I thought I'd share the diet/fitness blog of a girl from another site I frequent- she's gone from 185lbs down to 130ish lbs with the goal of becoming a fitness model.

She's listed her training and meal plans. It's taken over a year at this point.

I want to share it because it is a healthy and SUSTAINABLE plan, packed with proper nutrition.
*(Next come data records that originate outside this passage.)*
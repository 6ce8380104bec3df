use std::sync::Arc;

use rmcp::{
    handler::server::ServerHandler,
    model::{CallToolResult, ErrorData, ServerCapabilities, ServerInfo, Tool},
    tool_handler,
};
use tracing::Instrument;

use crate::{
    lib::{errors::BridgeError, telemetry::CallSpan},
    server::config::ServerConfig,
    tools::{
        self,
        cheat_engine::{
            bridge_error_to_error_data, validation_error_to_error_data, ApiCall, BaseResponse,
            CheatEngineClient, RequestValidationError,
        },
        ServerToolRouter,
    },
};

#[derive(Clone)]
pub struct CheatEngineServer {
    config: Arc<ServerConfig>,
    instructions: Arc<String>,
    tool_router: ServerToolRouter<Self>,
    client: CheatEngineClient,
}

impl CheatEngineServer {
    pub fn new(config: ServerConfig, instructions: String) -> Result<Self, BridgeError> {
        let client = CheatEngineClient::new(&config.cheat_engine)?;
        Ok(Self {
            config: Arc::new(config),
            instructions: Arc::new(instructions),
            tool_router: tools::build_router(Self::router),
            client,
        })
    }

    /// Every category router merged into one.
    pub fn router() -> ServerToolRouter<Self> {
        Self::process_router()
            + Self::memory_router()
            + Self::address_router()
            + Self::scan_router()
            + Self::utility_router()
            + Self::address_list_router()
    }

    /// Tool metadata without constructing a server.
    pub fn tool_definitions() -> Vec<Tool> {
        Self::router().list_all()
    }

    pub fn config(&self) -> &ServerConfig {
        &self.config
    }

    /// Validate, then forward. Validation failures never reach the network.
    pub(crate) async fn forward_checked(
        &self,
        tool: &'static str,
        call: Result<ApiCall, RequestValidationError>,
    ) -> Result<CallToolResult, ErrorData> {
        match call {
            Ok(call) => self.forward(tool, call).await,
            Err(err) => {
                tracing::debug!(
                    target: "cheat_engine_mcp::bridge",
                    tool,
                    error = %err,
                    "Rejected tool arguments"
                );
                Err(validation_error_to_error_data(err, tool))
            }
        }
    }

    /// Send one call and hand the plugin's JSON back as structured content.
    pub(crate) async fn forward(
        &self,
        tool: &'static str,
        call: ApiCall,
    ) -> Result<CallToolResult, ErrorData> {
        let endpoint = call.endpoint.path();
        let span = CallSpan::start(tool, endpoint);
        let sent = self
            .client
            .send(&call)
            .instrument(span.span().clone())
            .await;
        match sent {
            Ok(body) => {
                if BaseResponse::from_value(&body).reported_failure() {
                    span.finish("api_failure", None);
                    Ok(CallToolResult::structured_error(body))
                } else {
                    span.finish("ok", None);
                    Ok(CallToolResult::structured(body))
                }
            }
            Err(err) => {
                span.finish("bridge_error", err.http_status());
                Err(bridge_error_to_error_data(&err, tool, endpoint))
            }
        }
    }
}

#[tool_handler(router = self.tool_router)]
impl ServerHandler for CheatEngineServer {
    fn get_info(&self) -> ServerInfo {
        ServerInfo {
            capabilities: ServerCapabilities::builder().enable_tools().build(),
            instructions: Some((*self.instructions).clone()),
            ..ServerInfo::default()
        }
    }
}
I want to show people that it is very reasonable to go from nearly 200lbs down to 130lbs but without starving, binging, or using fad diets.

I hope you guys enjoy
https://watchmemelt.weebly.com/index.html
https://watchmemelt.weebly.com/my-current-stats.html

We have the same nutrition coach.


----------



## MummyToAmberx

Awesome!! esp the pictures.. its made me think 'yeah i can do that too' 

Her belly like mine now, like how it was, id soo love the result shes got now :) thanks for posting!!


----------



## Faythe

That just goes to show all the girls on here that they don't _need_ to resort to silly fad diets to lose the weight and despite how heavy you are to start with, their goals are possible.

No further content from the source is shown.